▶ [THE TASK] Within the records below, reproduce without change the lines from the line that has "let status = resp.status();" through the line that has "pub fn extract_article(html: &str, url: &str)", and only those.

GIVEN INFORMATION below:

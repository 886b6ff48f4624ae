//! Article fetching and text extraction.
//!
//! Extraction is deliberately simple: title from `og:title` or `<title>`,
//! body text from the `<p>` blocks inside `<article>` (or `<body>` when there
//! is no `<article>`). Scripts, styles and page chrome are skipped. Without any
//! `<p>` the visible text of the same scope is used.

use anyhow::{Context, Result};
use async_trait::async_trait;
use once_cell::sync::OnceCell;
use regex::Regex;
use scraper::{ElementRef, Html, Selector};
use std::time::Duration;
use tracing::{debug, warn};

/// Extracted article content handed to the LLM.
#[derive(Debug, Clone, PartialEq, Eq)]
pub struct ArticleMetadata {
    pub title: String,
    pub text: String,
    pub hostname: String,
}

impl ArticleMetadata {
    pub fn new(title: impl Into<String>, text: impl Into<String>, hostname: Option<String>) -> Self {
        Self {
            title: title.into(),
            text: text.into(),
            hostname: hostname.unwrap_or_else(|| "unknown".to_string()),
        }
    }

    pub fn format_for_llm(&self) -> String {
        format!(
            "Title: {}\nSource: {}\nText: {}",
            self.title, self.hostname, self.text
        )
    }
}

#[async_trait]
pub trait ArticleSource: Send + Sync {
    /// `Ok(None)` when the page was fetched but no article could be extracted.
    async fn fetch_and_extract(&self, url: &str) -> Result<Option<ArticleMetadata>>;
    fn name(&self) -> &'static str;
}

pub struct HttpArticleSource {
    client: reqwest::Client,
}

impl HttpArticleSource {
    pub fn new(timeout: Duration) -> Result<Self> {
        let client = reqwest::Client::builder()
            .user_agent(concat!("article-rater/", env!("CARGO_PKG_VERSION")))
            .connect_timeout(Duration::from_secs(4))
            .timeout(timeout)
            .build()
            .context("building article http client")?;
        Ok(Self { client })
    }
}

#[async_trait]
impl ArticleSource for HttpArticleSource {
    async fn fetch_and_extract(&self, url: &str) -> Result<Option<ArticleMetadata>> {
        let resp = match self.client.get(url).send().await {
            Ok(r) => r,
            Err(e) => {
                warn!(error = ?e, url, "article http error");
                return Err(e).context("fetching article");
            }
        };
        let status = resp.status();
        if !status.is_success() {
            warn!(%status, url, "article fetch returned non-success status");
            return Ok(None);
        }
        let body = resp.text().await.context("reading article body")?;
        debug!(url, bytes = body.len(), "article fetched");
        Ok(extract_article(&body, url))
    }

    fn name(&self) -> &'static str {
        "http"
    }
}

fn re(cell: &'static OnceCell<Regex>, pattern: &str) -> &'static Regex {
    cell.get_or_init(|| Regex::new(pattern).expect("static article regex"))
}

/// Subtrees whose text never belongs to the article body.
const NOISE_TAGS: &[&str] = &[
    "script", "style", "noscript", "template", "nav", "header", "footer", "aside",
];

fn selector(css: &str) -> Option<Selector> {
    Selector::parse(css).ok()
}

/// Pull title, text and hostname out of an HTML page.
pub fn extract_article(html: &str, url: &str) -> Option<ArticleMetadata> {
    let document = Html::parse_document(html);

    let scope = selector("article")
        .and_then(|sel| document.select(&sel).next())
        .or_else(|| selector("body").and_then(|sel| document.select(&sel).next()))?;

    let paragraphs: Vec<String> = selector("p")
        .map(|sel| {
            scope
                .select(&sel)
                .filter(|p| !inside_noise(*p, scope))
                .map(|p| normalize_text(&visible_text(p)))
                .filter(|p| !p.is_empty())
                .collect()
        })
        .unwrap_or_default();

    let text = if paragraphs.is_empty() {
        normalize_text(&visible_text(scope))
    } else {
        paragraphs.join("\n")
    };
    if text.is_empty() {
        return None;
    }

    let title = extract_title(&document).unwrap_or_default();
    Some(ArticleMetadata::new(title, text, hostname_of(url)))
}

fn extract_title(document: &Html) -> Option<String> {
    let og = selector(r#"meta[property="og:title"]"#)
        .and_then(|sel| {
            document
                .select(&sel)
                .filter_map(|m| m.value().attr("content"))
                .map(normalize_text)
                .find(|t| !t.is_empty())
        });

    og.or_else(|| {
        selector("title")
            .and_then(|sel| document.select(&sel).next())
            .map(|t| normalize_text(&t.text().collect::<String>()))
            .filter(|t| !t.is_empty())
    })
}

fn is_noise(el: ElementRef<'_>) -> bool {
    NOISE_TAGS.contains(&el.value().name())
}

/// True when `el` sits in a noise subtree below `scope`.
fn inside_noise(el: ElementRef<'_>, scope: ElementRef<'_>) -> bool {
    el.ancestors()
        .filter_map(ElementRef::wrap)
        .take_while(|a| a.id() != scope.id())
        .any(is_noise)
}

/// Text under `el`, skipping noise subtrees.
fn visible_text(el: ElementRef<'_>) -> String {
    let mut out = String::new();
    for node in el.descendants() {
        let Some(text) = node.value().as_text() else {
            continue;
        };
        let hidden = node
            .ancestors()
            .filter_map(ElementRef::wrap)
            .take_while(|a| a.id() != el.id())
            .any(is_noise);
        if !hidden {
            out.push_str(text);
        }
    }
    out
}

fn hostname_of(url: &str) -> Option<String> {
    reqwest::Url::parse(url)
        .ok()
        .and_then(|u| u.host_str().map(|h| h.trim_start_matches("www.").to_string()))
}

/// Decode leftover (double-escaped) entities, unify quotes, collapse whitespace.
pub fn normalize_text(s: &str) -> String {
    static RE_WS: OnceCell<Regex> = OnceCell::new();

    let decoded = html_escape::decode_html_entities(s).to_string();
    let decoded = decoded
        .replace(['\u{201C}', '\u{201D}', '\u{00AB}', '\u{00BB}'], "\"")
        .replace(['\u{2018}', '\u{2019}'], "'");
    re(&RE_WS, r"\s+").replace_all(&decoded, " ").trim().to_string()
}

#[cfg(test)]
mod tests {
    use super::*;

    const PAGE: &str = r#"<html><head>
<title>Fallback title</title>
<meta property="og:title" content="Rocket lands &amp; returns">
<style>p { color: red }</style>
</head><body>
<nav><p>Home | News</p></nav>
<article>
  <h1>Rocket lands</h1>
  <p>The booster touched down   at <b>08:14</b>.</p>
  <script>var p = "<p>not text</p>";</script>
  <p>Engineers called it &ldquo;routine&rdquo;.</p>
</article>
<footer><p>Copyright</p></footer>
</body></html>"#;

    #[test]
    fn extracts_title_text_and_host() {
        let a = extract_article(PAGE, "https://www.example.com/news/1").unwrap();
        assert_eq!(a.title, "Rocket lands & returns");
        assert_eq!(a.hostname, "example.com");
        assert_eq!(
            a.text,
            "The booster touched down at 08:14.\nEngineers called it \"routine\"."
        );
    }

    #[test]
    fn falls_back_to_title_tag_and_unknown_host() {
        let html = "<html><head><title> Plain </title></head><body><p>Hello world</p></body></html>";
        let a = extract_article(html, "not a url").unwrap();
        assert_eq!(a.title, "Plain");
        assert_eq!(a.hostname, "unknown");
        assert_eq!(a.text, "Hello world");
    }

    #[test]
    fn empty_page_yields_none() {
        assert!(extract_article("<html><body><script>x()</script></body></html>", "https://a.b").is_none());
    }

    #[test]
    fn og_title_keeps_apostrophes_in_any_attribute_order() {
        let html = r#"<html><head><meta property="og:title" content="Rocket's return to Earth"></head><body><p>x</p></body></html>"#;
        assert_eq!(extract_article(html, "https://a.b").unwrap().title, "Rocket's return to Earth");

        let html = r#"<html><head><meta content="Real headline" property="og:title"><title>Site name</title></head><body><p>x</p></body></html>"#;
        assert_eq!(extract_article(html, "https://a.b").unwrap().title, "Real headline");
    }

    #[test]
    fn page_without_paragraphs_uses_body_text_only() {
        let html = r#"<html><head><title>Head title</title><meta name="description" content="meta text"></head>
<body><nav>Menu</nav><div>Launch   window opens <em>tonight</em></div><script>track()</script></body></html>"#;
        let a = extract_article(html, "https://a.b").unwrap();
        assert_eq!(a.text, "Launch window opens tonight");
        assert_eq!(a.title, "Head title");
    }

    #[test]
    fn paragraphs_in_page_chrome_are_skipped_without_article() {
        let html = "<html><body><header><p>Subscribe</p></header><div><p>First.</p><p>Second.</p></div><footer><p>Imprint</p></footer></body></html>";
        let a = extract_article(html, "https://news.example.org/x").unwrap();
        assert_eq!(a.text, "First.\nSecond.");
        assert_eq!(a.hostname, "news.example.org");
    }

    #[test]
    fn double_escaped_entities_are_decoded() {
        let html = r#"<html><head><meta property="og:title" content="Q&amp;amp;A"></head><body><p>x</p></body></html>"#;
        assert_eq!(extract_article(html, "https://a.b").unwrap().title, "Q&A");
    }

    #[test]
    fn llm_format_matches_layout() {
        let a = ArticleMetadata::new("T", "Body", None);
        assert_eq!(a.format_for_llm(), "Title: T\nSource: unknown\nText: Body");
    }
}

End of GIVEN INFORMATION.

▶ [OUTPUT BELOW]
        let status = resp.status();
        if !status.is_success() {
            warn!(%status, url, "article fetch returned non-success status");
            return Ok(None);
        }
        let body = resp.text().await.context("reading article body")?;
        debug!(url, bytes = body.len(), "article fetched");
        Ok(extract_article(&body, url))
    }

    fn name(&self) -> &'static str {
        "http"
    }
}

fn re(cell: &'static OnceCell<Regex>, pattern: &str) -> &'static Regex {
    cell.get_or_init(|| Regex::new(pattern).expect("static article regex"))
}

/// Subtrees whose text never belongs to the article body.
const NOISE_TAGS: &[&str] = &[
    "script", "style", "noscript", "template", "nav", "header", "footer", "aside",
];

fn selector(css: &str) -> Option<Selector> {
    Selector::parse(css).ok()
}

/// Pull title, text and hostname out of an HTML page.
pub fn extract_article(html: &str, url: &str) -> Option<ArticleMetadata> {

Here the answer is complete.